Thomas Lee (李桐豪), who lectures in banking and finance at National Chengchi University, said he opposed the idea of creating a sovereign wealth fund with the nation’s foreign exchange reserves to buoy the stock market. He said the government should explain more clearly why it wants to create the fund, which is normally used to invest overseas rather than domestically.
“Some countries use the funds to restructure their domestic industry and others use them to secure strategic resources overseas,” Lee said by telephone. “The government has yet to spell out its plans. It cannot set up a fund simply because it has become a popular thing to do.”
Vice President Vincent Siew (蕭萬長) on Tuesday asked the Cabinet to look into the idea after the local bourse plunged 210.35 points, or 3.55 percent, on the back of Wall Street’s woes.
On Wednesday, central bank Governor Perng Fai-nan (彭淮南) voiced reservations about creating the fund using the nation’s foreign currency reserves, while the Council for Economic Planning and Development said later the same day that there was no urgent need to address the matter.
Lee said he failed to see how Taiwan could avoid the financial unrest caused by international factors by creating a sovereign wealth fund.
What the country really needed was a regular government-owned corporation, such as Singapore’s Temasek Holdings, to better manage state assets and enterprises and ease the impact of overseas investors on the local financial markets, Lee said.
He said the government should establish an investment institution using NT$1 trillion (US$31 billion) from the postal savings fund, which has NT$3 trillion in assets.
However, Norman Yin (殷乃平), another banking and finance professor from National Chengchi University, supported the creation of a sovereign wealth fund.
Yin said a sovereign wealth fund was a state-owned financial instrument that could be used to advance domestic or overseas ambitions, but that it should not be funded from foreign exchange reserves.
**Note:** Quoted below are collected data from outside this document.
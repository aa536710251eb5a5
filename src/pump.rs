use std::io;
use std::sync::mpsc::{self, Receiver, Sender, TryRecvError};
use std::thread::{self, JoinHandle};
use std::time::Duration;

use stopwatch_core::Ticker;

use crate::app::AppEvent;

#[derive(Debug, Clone, Copy, PartialEq, Eq)]
enum PumpOp {
    Start(u64),
    Stop,
    Quit,
}

/// Background thread that turns a sleep loop into `AppEvent::Tick`s.
pub struct Pump {
    control: Sender<PumpOp>,
    handle: JoinHandle<()>,
}

impl Pump {
    pub fn spawn(events: Sender<AppEvent>) -> io::Result<Self> {
        let (control, ops) = mpsc::channel();
        let handle = thread::Builder::new()
            .name("pump".into())
            .spawn(move || pump_thread(ops, events))?;
        Ok(Self { control, handle })
    }

    pub fn ticker(&self) -> PumpTicker {
        PumpTicker {
            control: self.control.clone(),
        }
    }

    pub fn shutdown(self) {
        self.control.send(PumpOp::Quit).ok();
        if self.handle.join().is_err() {
            log::error!("pump thread panicked");
        }
    }
}

/// `Ticker` handle that drives the pump thread.
#[derive(Clone)]
pub struct PumpTicker {
    control: Sender<PumpOp>,
}

impl PumpTicker {
    fn send(&self, op: PumpOp) {
        if let Err(e) = self.control.send(op) {
            log::error!("pump is gone, dropped {:?}", e.0);
        }
    }
}

impl Ticker for PumpTicker {
    fn start(&mut self, interval_ms: u64) {
        self.send(PumpOp::Start(interval_ms));
    }

    fn stop(&mut self) {
        self.send(PumpOp::Stop);
    }
}

#[derive(Debug, Clone, Copy, PartialEq, Eq)]
enum PumpState {
    Stopped,
    Running(u64),
    Quit,
}

impl PumpState {
    fn apply(self, op: PumpOp) -> Self {
        match (self, op) {
            (PumpState::Quit, _) | (_, PumpOp::Quit) => PumpState::Quit,
            (_, PumpOp::Start(ms)) => PumpState::Running(ms.max(1)),
            (_, PumpOp::Stop) => PumpState::Stopped,
        }
    }
}

/// Apply every queued command. A closed control channel means quit.
fn drain_ops(ops: &Receiver<PumpOp>, mut state: PumpState) -> PumpState {
    loop {
        match ops.try_recv() {
            Ok(op) => state = state.apply(op),
            Err(TryRecvError::Empty) => return state,
            Err(TryRecvError::Disconnected) => return PumpState::Quit,
        }
    }
}

fn pump_thread(ops: Receiver<PumpOp>, events: Sender<AppEvent>) {
    let mut state = PumpState::Stopped;

    loop {
        match state {
            PumpState::Running(interval_ms) => {
                thread::sleep(Duration::from_millis(interval_ms));
                if events.send(AppEvent::Tick).is_err() {
                    break;
                }
            }
            // Block until the next command while stopped
            PumpState::Stopped => match ops.recv() {
                Ok(op) => state = state.apply(op),
                Err(_) => break,
            },
            PumpState::Quit => break,
        }
        state = drain_ops(&ops, state);
        if state == PumpState::Quit {
            break;
        }
    }
    log::debug!("pump thread exiting");
}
Yin said such a fund was desirable when looking to stabilize local markets and building the nation into a regional asset management center.
“Small and shallow, our financial markets are susceptible to unexpected flows of foreign capital,” Yin said in a telephone interview. “The fund would provide the government with a means to control the exchange rate and market liquidity.”
The academic said the NT$500 billion National Stabilization Fund was an ad hoc measure intended to be used in emergencies and that the central bank was insufficiently equipped to play a stabilizing role.
Earlier in the day, Minister of Finance Lee Sush-der (李述德) told a legislative hearing that he supported setting up a sovereign wealth fund that would draw its funding from surplus budgets or other medium and long-term state funds.
Financial Supervisory Commission Vice Chairwoman Lee Jih-chu (李紀珠) echoed Lee’s views, saying it was advisable for a small and democratic country like Taiwan to create a sovereign wealth fund to benefit its economy and oversee investments.